Molecular Mechanisms of plasticity in the hippocampus

Activity driven modification of excitatory synapses underlies the refinement of synaptic connections during development and maintenance and adaptation of synapses in mature animals.  Long-term changes in synaptic efficacy are widely accepted to be integral to the formation and consolidation of memories. Due to the complexity and heterogeneity of the processes involved, many of the cellular mechanisms are still not fully established. A complete description of these fundamental processes will allow us to understand the pathology of neurological disorders that result in the disruption of memory storage and retrieval.

Much of our research is concentrated upon the CA3 region of the hippocampus.
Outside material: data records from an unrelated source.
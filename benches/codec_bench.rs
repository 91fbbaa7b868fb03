//! Criterion benchmark untuk codec PLU
//!
//! Run dengan: cargo bench

use criterion::{black_box, criterion_group, criterion_main, Criterion, Throughput};
use plumsg::codec::{decode, encode, Record, CHUNK_LEN, LINE_COUNT};

/// Batch sintetis dengan ID unik dan baris terisi.
fn make_batch(count: usize) -> Vec<Record> {
    (1..=count as u64)
        .map(|id| {
            let mut lines: [String; LINE_COUNT] = Default::default();
            lines[0] = format!("PLU ITEM {}", id);
            lines[1] = "FRESH DAILY".to_string();
            lines[2] = "WEIGHED PER KG".to_string();
            Record::new(id, lines)
        })
        .collect()
}

fn bench_decode(c: &mut Criterion) {
    let mut group = c.benchmark_group("decode");

    for records in [100, 1000, 10000].iter() {
        let (bytes, _) = encode(&make_batch(*records));
        group.throughput(Throughput::Bytes((records * CHUNK_LEN) as u64));
        group.bench_function(format!("records_{}", records), |b| {
            b.iter(|| decode(black_box(&bytes)));
        });
    }

    group.finish();
}

fn bench_encode(c: &mut Criterion) {
    let mut group = c.benchmark_group("encode");

    for records in [100, 1000, 10000].iter() {
        let batch = make_batch(*records);
        group.throughput(Throughput::Bytes((records * CHUNK_LEN) as u64));
        group.bench_function(format!("records_{}", records), |b| {
            b.iter(|| encode(black_box(&batch)));
        });
    }

    group.finish();
}

fn bench_merge(c: &mut Criterion) {
    let mut group = c.benchmark_group("merge");
    group.throughput(Throughput::Elements(1));

    let batch = make_batch(1);
    let record = &batch[0];

    group.bench_function("merge_naive", |b| {
        b.iter(|| black_box(record).merge_naive("\n"));
    });
    group.bench_function("merge_optimal", |b| {
        b.iter(|| black_box(record).merge_optimal("\n"));
    });
    group.bench_function("merge_optimal_no_sep", |b| {
        b.iter(|| black_box(record).merge_optimal(""));
    });

    group.finish();
}

criterion_group!(benches, bench_decode, bench_encode, bench_merge);
criterion_main!(benches);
Synaptic transmission in this region has been less well described than other regions of the hippocampus. However the CA3 presents an interesting and unique functional segment of the hippocampus. This region is critically involved in associative memory processing, and disruption of plasticity mechanisms at excitatory synapses in principal neurons in the CA3 disrupts highly specific forms of associative learning. Additionally, the high interconnectivity of CA3 pyramidal neurons forms a recurrent network in the CA3 which is readily excitable, accounting for the generation of synchronous activity such as that occurring during temporal lobe seizures.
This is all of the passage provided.